The disks are the BASIC disk (which seems to contain both S-25 and M-25 BASICs, although I don’t yet know how it manages that), the system demonstration disk (no joke, this demonstration is pretty creepy), and the telephone software disk. The manual and disk give us a clearer picture that this is an early example of a personal computer that puts emphasis on telecommunications.
The tape is labeled as being demonstration music. The MZ-2500 native mode doesn’t seem to use tapes for data, it tries to play the audio through the internal speaker, which doesn’t happen in MZ-2000 or MZ-80B mode, so I guess it doubles as a bonus audio tape player, or maybe there is software for editing music available and the tape drive is a handy integrated recording device?

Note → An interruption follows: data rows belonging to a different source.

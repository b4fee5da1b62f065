use std::io;
use std::path::{Path, PathBuf};

use anyhow::{bail, Context, Result};
use clap::{Parser, Subcommand};

use qyield::analysis::integrate::IntegrationMethod;
use qyield::analysis::quantum_yield::Solvent;
use qyield::config::{self, RunConfig};
use qyield::data::loader::{load_group_folder, read_spectrum_file};
use qyield::data::model::{FileRole, GroupRole};
use qyield::pipeline;
use qyield::prompt::TerminalPrompt;
use qyield::state::Session;

#[derive(Parser)]
#[command(name = "qyield")]
#[command(about = "Relative fluorescence quantum yield from emission/absorption spectra")]
#[command(version)]
struct Cli {
    #[command(subcommand)]
    command: Commands,
}

#[derive(Subcommand)]
enum Commands {
    /// Calibrate sample (and standard) folders and compute the quantum yield.
    Run(RunArgs),
    /// Parse a single spectral file and print what was read.
    Inspect {
        file: PathBuf,
        #[arg(short, long, value_enum)]
        role: FileRole,
    },
    /// List the solvents with tabulated refractive indices.
    Solvents,
}

#[derive(clap::Args)]
struct RunArgs {
    /// Folder with the sample's .tit/.txt files.
    #[arg(long)]
    sample: PathBuf,
    /// Folder with the reference standard's .tit/.txt files.
    #[arg(long)]
    standard: Option<PathBuf>,
    /// TOML run configuration.
    #[arg(short, long)]
    config: Option<PathBuf>,
    /// Excitation wavelength in nm (overrides the config file).
    #[arg(short, long)]
    wavelength: Option<String>,
    /// Integration method (overrides the config file).
    #[arg(short, long, value_enum)]
    method: Option<IntegrationMethod>,
    /// Lower trim bound in nm; enables trimming together with --trim-max.
    #[arg(long, requires = "trim_max")]
    trim_min: Option<String>,
    /// Upper trim bound in nm.
    #[arg(long, requires = "trim_min")]
    trim_max: Option<String>,
    /// Ask for the standard's parameters on the terminal.
    #[arg(short, long)]
    interactive: bool,
    /// Write the report as JSON.
    #[arg(long)]
    json: Option<PathBuf>,
    /// Write the calibration points as CSV.
    #[arg(long)]
    csv: Option<PathBuf>,
}

fn main() -> Result<()> {
    env_logger::init();
    let cli = Cli::parse();

    match cli.command {
        Commands::Run(args) => run(args),
        Commands::Inspect { file, role } => inspect(&file, role),
        Commands::Solvents => {
            for solvent in Solvent::ALL {
                match solvent.refractive_index() {
                    Some(n) => println!("{:<16} n = {n}", solvent.name()),
                    None => println!("{:<16} (enter refractive index)", solvent.name()),
                }
            }
            Ok(())
        }
    }
}

fn load_into(session: &mut Session, role: GroupRole, dir: &Path) -> Result<()> {
    let loaded = load_group_folder(dir).with_context(|| format!("loading {role} data"))?;
    for diagnostic in &loaded.diagnostics {
        eprintln!("warning: {diagnostic}");
    }
    session.set_group(role, loaded.group);
    Ok(())
}

fn run(args: RunArgs) -> Result<()> {
    let cfg = match &args.config {
        Some(path) => config::load_config(path)?,
        None => RunConfig::default(),
    };

    let mut params = cfg.run_parameters();
    if let Some(wl) = args.wavelength {
        params.excitation_wavelength = wl;
    }
    if let Some(method) = args.method {
        params.method = method;
    }
    if let (Some(min), Some(max)) = (args.trim_min, args.trim_max) {
        params.trim.enabled = true;
        params.trim.min = min;
        params.trim.max = max;
    }

    let mut session = Session::new(params);
    load_into(&mut session, GroupRole::Sample, &args.sample)?;
    if let Some(dir) = &args.standard {
        load_into(&mut session, GroupRole::Standard, dir)?;
    }

    let outcome = if args.interactive {
        let stdin = io::stdin();
        let mut prompt = TerminalPrompt::new(stdin.lock(), io::stderr());
        pipeline::run(&mut session, &mut prompt)
    } else {
        let mut standard = cfg.standard.clone();
        pipeline::run(&mut session, &mut standard)
    };
    let report = outcome.context("calculation failed")?;

    println!("{report}");

    if let Some(path) = args.json.as_ref().or(cfg.output.json.as_ref()) {
        report.write_json(path)?;
        log::info!("Report written to {}", path.display());
    }
    if let Some(path) = args.csv.as_ref().or(cfg.output.csv.as_ref()) {
        report.write_calibration_csv_file(path)?;
        log::info!("Calibration table written to {}", path.display());
    }
    Ok(())
}

fn inspect(file: &Path, role: FileRole) -> Result<()> {
    let parsed = read_spectrum_file(file, role)?;
    if parsed.is_empty() {
        bail!(
            "{} contains no numeric data in the expected {role} format",
            file.display()
        );
    }
    let sp = &parsed.spectrum;
    println!("{}: {} points, {} lines skipped", sp.label(), sp.len(), parsed.skipped_lines);
    for (wl, intensity) in sp.points() {
        println!("{wl}\t{intensity}");
    }
    Ok(())
}
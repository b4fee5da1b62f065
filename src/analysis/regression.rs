use serde::Serialize;

/// Straight line `y = slope · x + intercept` fitted to a calibration series.
#[derive(Debug, Clone, Copy, Default, PartialEq, Serialize)]
pub struct CalibrationResult {
    pub slope: f64,
    pub intercept: f64,
}

impl CalibrationResult {
    pub fn predict(&self, x: f64) -> f64 {
        self.slope * x + self.intercept
    }
}

/// Ordinary least-squares fit of `y` against `x`.
///
/// Pairs are matched by position. With fewer than two pairs, or when every
/// `x` is identical, the fit is degenerate and `(0, 0)` is returned.
pub fn linear_fit(x: &[f64], y: &[f64]) -> CalibrationResult {
    let n = x.len().min(y.len());
    if n < 2 {
        return CalibrationResult::default();
    }

    let (sum_x, sum_y, sum_xy, sum_x2) = x.iter().zip(y).fold(
        (0.0, 0.0, 0.0, 0.0),
        |(sx, sy, sxy, sx2), (&xi, &yi)| (sx + xi, sy + yi, sxy + xi * yi, sx2 + xi * xi),
    );
    let n = n as f64;

    let denominator = n * sum_x2 - sum_x * sum_x;
    if denominator == 0.0 {
        return CalibrationResult::default();
    }

    let slope = (n * sum_xy - sum_x * sum_y) / denominator;
    let intercept = (sum_y - slope * sum_x) / n;
    CalibrationResult { slope, intercept }
}
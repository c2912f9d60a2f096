// build.rs
use std::process::Command;

fn main() {
    println!("cargo:rerun-if-env-changed=STATOO_COMMIT_HASH");
    println!("cargo:rerun-if-changed=.git/HEAD");

    // An explicit value wins, e.g. when packaging from a source tarball.
    let commit_hash = std::env::var("STATOO_COMMIT_HASH")
        .ok()
        .filter(|hash| !hash.trim().is_empty())
        .or_else(git_commit_hash)
        .unwrap_or_else(|| "unknown".to_string());

    println!("cargo:rustc-env=STATOO_COMMIT_HASH={}", commit_hash.trim());
}

fn git_commit_hash() -> Option<String> {
    let output = Command::new("git")
        .args(["rev-parse", "--short", "HEAD"])
        .output()
        .ok()?;

    if !output.status.success() {
        return None;
    }

    let hash = String::from_utf8(output.stdout).ok()?;
    let hash = hash.trim();
    (!hash.is_empty()).then(|| hash.to_string())
}
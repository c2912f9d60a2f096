use std::collections::BTreeMap;
use std::io::Read;

use chrono::Utc;
use flate2::read::MultiGzDecoder;
use reqwest::header::{CONTENT_ENCODING, HeaderMap};

use super::probe::Probe;
use super::request::CheckRequest;
use super::result::CheckResult;
use crate::config::pair::HeaderPair;
use crate::error::{Error, Result};

/// Turns a response into a [`CheckResult`].
///
/// The body is only read when there is text to find. Error statuses are
/// results like any other.
///
/// # Errors
///
/// [`Error::Network`] if the body transfer fails, [`Error::BodyRead`] if a
/// gzip body cannot be decoded.
pub async fn interpret(probe: Probe, request: &CheckRequest) -> Result<CheckResult> {
    let Probe { response, elapsed } = probe;
    let status = response.status().as_u16();

    let response_headers = (!request.expected_headers.is_empty())
        .then(|| match_headers(response.headers(), &request.expected_headers));

    let mut result = CheckResult {
        url: request.target.clone(),
        status,
        checked_at: Utc::now(),
        elapsed: elapsed.as_secs_f64() * 1000.0,
        length: 0,
        find: None,
        found: None,
        skip_certificate_check: request.insecure.then_some(true),
        response_headers,
    };

    if let Some(find) = &request.find {
        let gzipped = is_gzip(response.headers());
        let raw = response.bytes().await.map_err(Error::Network)?;
        let body = decode_body(&raw, gzipped)?;

        result.length = body.len();
        result.found = Some(contains(&body, find.as_bytes()));
        result.find = Some(find.clone());

        log::debug!("read {} body bytes (gzip: {gzipped})", body.len());
    }

    Ok(result)
}

#[must_use]
pub fn is_gzip(headers: &HeaderMap) -> bool {
    headers
        .get(CONTENT_ENCODING)
        .is_some_and(|encoding| encoding.as_bytes() == b"gzip")
}

/// Returns the body as sent by the application, gunzipping it if needed.
///
/// Every gzip member is decoded, not just the first.
///
/// # Errors
///
/// [`Error::BodyRead`] if `gzipped` is set and the bytes are not valid gzip.
pub fn decode_body(raw: &[u8], gzipped: bool) -> Result<Vec<u8>> {
    if !gzipped {
        return Ok(raw.to_vec());
    }
    let mut body = Vec::new();
    MultiGzDecoder::new(raw)
        .read_to_end(&mut body)
        .map_err(Error::BodyRead)?;
    Ok(body)
}

/// Checks each expectation against the first value of the named header.
///
/// Names match case-insensitively, values exactly. A missing header is a
/// `false`, never an error.
#[must_use]
pub fn match_headers(headers: &HeaderMap, expected: &[HeaderPair]) -> BTreeMap<String, bool> {
    expected
        .iter()
        .map(|pair| {
            let matched = headers
                .get(pair.name.as_str())
                .is_some_and(|value| value.as_bytes() == pair.value.as_bytes());
            (pair.map_key(), matched)
        })
        .collect()
}

fn contains(haystack: &[u8], needle: &[u8]) -> bool {
    needle.is_empty() || haystack.windows(needle.len()).any(|window| window == needle)
}
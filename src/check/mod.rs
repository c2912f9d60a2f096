pub mod interpret;
pub mod probe;
pub mod request;
pub mod result;

pub mod prelude {
    pub use super::probe::{Probe, build_client, probe_url};
    pub use super::request::CheckRequest;
    pub use super::result::CheckResult;
}

use std::fmt::Write;

use crate::error::Result;
use prelude::*;

/// Sends the request and interprets the response.
///
/// # Errors
///
/// Any transport or body error; http error statuses are not errors.
pub async fn run(request: &CheckRequest) -> Result<CheckResult> {
    let client = build_client(request)?;
    let probe = probe_url(&client, request).await?;
    interpret::interpret(probe, request).await
}

/// Renders an error with its chain of causes.
///
/// Causes already spelled out by the outer message are skipped.
#[must_use]
pub fn report(mut err: &(dyn std::error::Error + 'static)) -> String {
    let mut s = format!("{}", err);
    while let Some(src) = err.source() {
        let cause = src.to_string();
        if !s.contains(&cause) {
            let _ = write!(s, "\n\nCaused by: {}", cause);
        }
        err = src;
    }
    s
}
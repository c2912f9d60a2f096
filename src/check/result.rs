use std::collections::BTreeMap;

use chrono::{DateTime, Utc};
use serde::{Deserialize, Serialize};

/// Outcome of one check, in the shape of the json output.
///
/// Fields that do not apply are left out of the json.
#[derive(Debug, Clone, PartialEq, Serialize, Deserialize)]
pub struct CheckResult {
    pub url: String,
    pub status: u16,
    pub checked_at: DateTime<Utc>,

    /// Milliseconds until the response head arrived.
    #[serde(default, skip_serializing_if = "is_zero_f64")]
    pub elapsed: f64,

    /// Decoded body length in bytes, only known when the body was read.
    #[serde(default, skip_serializing_if = "is_zero")]
    pub length: usize,

    #[serde(default, skip_serializing_if = "Option::is_none")]
    pub find: Option<String>,

    #[serde(default, skip_serializing_if = "Option::is_none")]
    pub found: Option<bool>,

    #[serde(rename = "skipcc", default, skip_serializing_if = "Option::is_none")]
    pub skip_certificate_check: Option<bool>,

    /// `"Name=Value"` to whether the response carried exactly that value.
    #[serde(default, skip_serializing_if = "Option::is_none")]
    pub response_headers: Option<BTreeMap<String, bool>>,
}

fn is_zero(value: &usize) -> bool {
    *value == 0
}

fn is_zero_f64(value: &f64) -> bool {
    *value == 0.0
}
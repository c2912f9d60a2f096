//! Command line surface.
//!
//! Flags are written Go style with a single dash (`-json`, `-timeout=5`,
//! `-request-header "Accept: */*"`). They are rewritten to the `--long` form
//! before clap parses them, so both spellings work.
use std::ffi::OsString;

use clap::Parser;

use crate::check::request::{DEFAULT_TIMEOUT, MAX_TIMEOUT, MIN_TIMEOUT};

use super::model::Config;
use super::pair::{AuthFlag, HeaderPair};

const EXAMPLES: &str = r#"  examples:

  $ statoo "https://ugur.ozyilmazel.com"
  $ statoo -timeout 30 "https://ugur.ozyilmazel.com"
  $ statoo -verbose "https://ugur.ozyilmazel.com"
  $ statoo -json https://vigo.io
  $ statoo -json -find "Python" https://vigo.io
  $ statoo -request-header "Authorization: Bearer TOKEN" https://vigo.io
  $ statoo -request-header "Authorization: Bearer TOKEN" -request-header "X-Api-Key: APIKEY" https://vigo.io
  $ statoo -auth "user:secret" https://vigo.io
  $ statoo -json -response-header "Server: GitHub.com" https://vigo.io
  $ statoo -json -response-header "Server: GitHub.com" -response-header "Foo: bar" https://vigo.io"#;

/// Flags that consume the following argument when no `=` is used.
const VALUE_FLAGS: &[&str] = &[
    "t",
    "timeout",
    "f",
    "find",
    "request-header",
    "response-header",
    "a",
    "auth",
];

#[derive(Parser, Debug)]
#[command(
    name = "statoo",
    about = "Get the http status of a url, optionally as json with body and response header checks",
    disable_version_flag = true,
    disable_help_flag = true
)]
pub struct Args {
    /// URL to check, or `bash-completion` to print the bash completion script
    #[arg(value_name = "URL")]
    pub url: Option<String>,

    /// Display help
    #[arg(short, long)]
    pub help: bool,

    /// Display version information
    #[arg(long)]
    pub version: bool,

    /// Display build/commit hash
    #[arg(long)]
    pub commithash: bool,

    /// Verbose output, prefixes the status with the url
    #[arg(long)]
    pub verbose: bool,

    /// Provide json output
    #[arg(short, long)]
    pub json: bool,

    #[arg(
        short,
        long,
        default_value_t = DEFAULT_TIMEOUT,
        allow_negative_numbers = true,
        help = format!("Timeout in seconds (min: {MIN_TIMEOUT}, max: {MAX_TIMEOUT})")
    )]
    pub timeout: i64,

    /// Find text in response body if -json is set, case sensitive
    #[arg(short, long, value_name = "TEXT", allow_hyphen_values = true)]
    pub find: Option<String>,

    /// Request header, multiple allowed
    #[arg(long = "request-header", value_name = "NAME: VALUE", value_parser = HeaderPair::parse_request)]
    pub request_headers: Vec<HeaderPair>,

    /// Response header lookup if -json is set, multiple allowed
    #[arg(long = "response-header", value_name = "NAME: VALUE", value_parser = HeaderPair::parse_response)]
    pub response_headers: Vec<HeaderPair>,

    /// Basic auth credentials, empty means none
    #[arg(short, long, value_name = "USERNAME:PASSWORD", value_parser = AuthFlag::parse)]
    pub auth: Option<AuthFlag>,

    /// Skip certificate check and hostname in that certificate
    #[arg(short, long)]
    pub skip: bool,
}

impl From<Args> for Config {
    fn from(args: Args) -> Self {
        Config {
            url: args.url,
            show_help: args.help,
            show_version: args.version,
            show_commit_hash: args.commithash,
            verbose: args.verbose,
            json: args.json,
            timeout: args.timeout,
            find: args.find,
            request_headers: args.request_headers,
            response_headers: args.response_headers,
            auth: args.auth.and_then(|flag| flag.0),
            skip_verify: args.skip,
        }
    }
}

/// Parses the process arguments (program name first) into a [`Config`].
///
/// # Errors
///
/// Returns the clap error for unknown flags and malformed header or auth
/// values.
pub fn parse_from<I, T>(args: I) -> Result<Config, clap::Error>
where
    I: IntoIterator<Item = T>,
    T: Into<OsString>,
{
    Args::try_parse_from(normalize(args)).map(Config::from)
}

/// The usage text printed for `-help` and when no url is given.
#[must_use]
pub fn usage(version: &str, commit_hash: &str) -> String {
    format!(
        r#"usage: statoo [-flags] URL

  flags:

  -version           display version information ({version})
  -verbose           verbose output (default: false)
  -request-header    request header, multiple allowed, "Key: Value", case sensitive
  -response-header   response header for lookup if -json is set, multiple allowed, "Key: Value"
  -t, -timeout       default timeout in seconds (default: {DEFAULT_TIMEOUT}, min: {MIN_TIMEOUT}, max: {MAX_TIMEOUT})
  -h, -help          display help
  -j, -json          provides json output
  -f, -find          find text in response body if -json is set, case sensitive
  -a, -auth          basic auth "username:password"
  -s, -skip          skip certificate check and hostname in that certificate (default: false)
  -commithash        displays current build/commit hash ({commit_hash})

{EXAMPLES}
"#
    )
}

/// Rewrites single dash long flags into `--long` form.
///
/// Values following a value-taking flag and everything after `--` are
/// passed through untouched.
pub fn normalize<I, T>(args: I) -> Vec<OsString>
where
    I: IntoIterator<Item = T>,
    T: Into<OsString>,
{
    let mut normalized = Vec::new();
    let mut expects_value = false;
    let mut terminated = false;

    for (index, arg) in args.into_iter().enumerate() {
        let arg: OsString = arg.into();
        if index == 0 || terminated || expects_value {
            expects_value = false;
            normalized.push(arg);
            continue;
        }
        let Some(text) = arg.to_str() else {
            normalized.push(arg);
            continue;
        };
        if text == "--" {
            terminated = true;
            normalized.push(arg);
            continue;
        }
        let (rewritten, takes_value) = normalize_flag(text);
        expects_value = takes_value;
        normalized.push(rewritten.into());
    }

    normalized
}

fn normalize_flag(arg: &str) -> (String, bool) {
    let Some(body) = arg.strip_prefix('-') else {
        return (arg.to_string(), false);
    };
    let body = body.strip_prefix('-').unwrap_or(body);
    let (name, inline_value) = match body.split_once('=') {
        Some((name, _)) => (name, true),
        None => (body, false),
    };

    // Negative numbers and a lone "-" are values, not flags.
    if !name.starts_with(|c: char| c.is_ascii_alphabetic()) {
        return (arg.to_string(), false);
    }

    let takes_value = !inline_value && VALUE_FLAGS.contains(&name);
    if name.len() == 1 {
        return (format!("-{body}"), takes_value);
    }
    (format!("--{body}"), takes_value)
}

Like all Sharp MZ models (and CZ models, for that matter) leading up to this one, the computer can’t do anything without external media, that is to say, there is no built-in OS or programming language on ROM. Assuming you want to use MZ-2500 mode, a good way to get started with this is putting in the BASIC disk.
If you press the Sharp logo key from the BASIC prompt, it displays some icons for little tools, sort of like widgets on a smartphone, though there is no multitasking. Once you launch the tool, the tool takes focus and the data isn’t shared with the command prompt.
The machine isn’t incredibly high spec compared to its peers. It has a typical Z-80 CPU running at 4 MHz (or up to 6 MHz in MZ-80B mode), 128KB of system RAM, and 64KB of VRAM. But it came with some expansion boards that allowed you to double either the system RAM, VRAM, or both. And it further has an optional “palette board”, which allows for a palette of 16 simultaneous colors out of a possible 4096. One of the most impressive features is the audio. It is supplied with a Yamaha YM2203, which provides three FM channels and 3 SSG channels.
One of the most famous titles on the MZ-2500 is Xevious. It wasn’t a modern game at this point, but the MZ-2500 had a very good port that showed off some of the features of the MZ-2500 well. If you are connected via analog RGB and have the palette board installed, you can choose 4096 color mode from the startup screen. The difference isn’t necessarily a vibrantly colored game, you have to check for the difference in the details, it is subtly shaded in various places throughout the game. And the music on the MZ-2500 port of Xevious is very well done, quite a rockin’ little intro tune! I have a palette board, but unfortunately I don’t currently have a cable to connect via analog RGB, so this is just the standard 8-color version.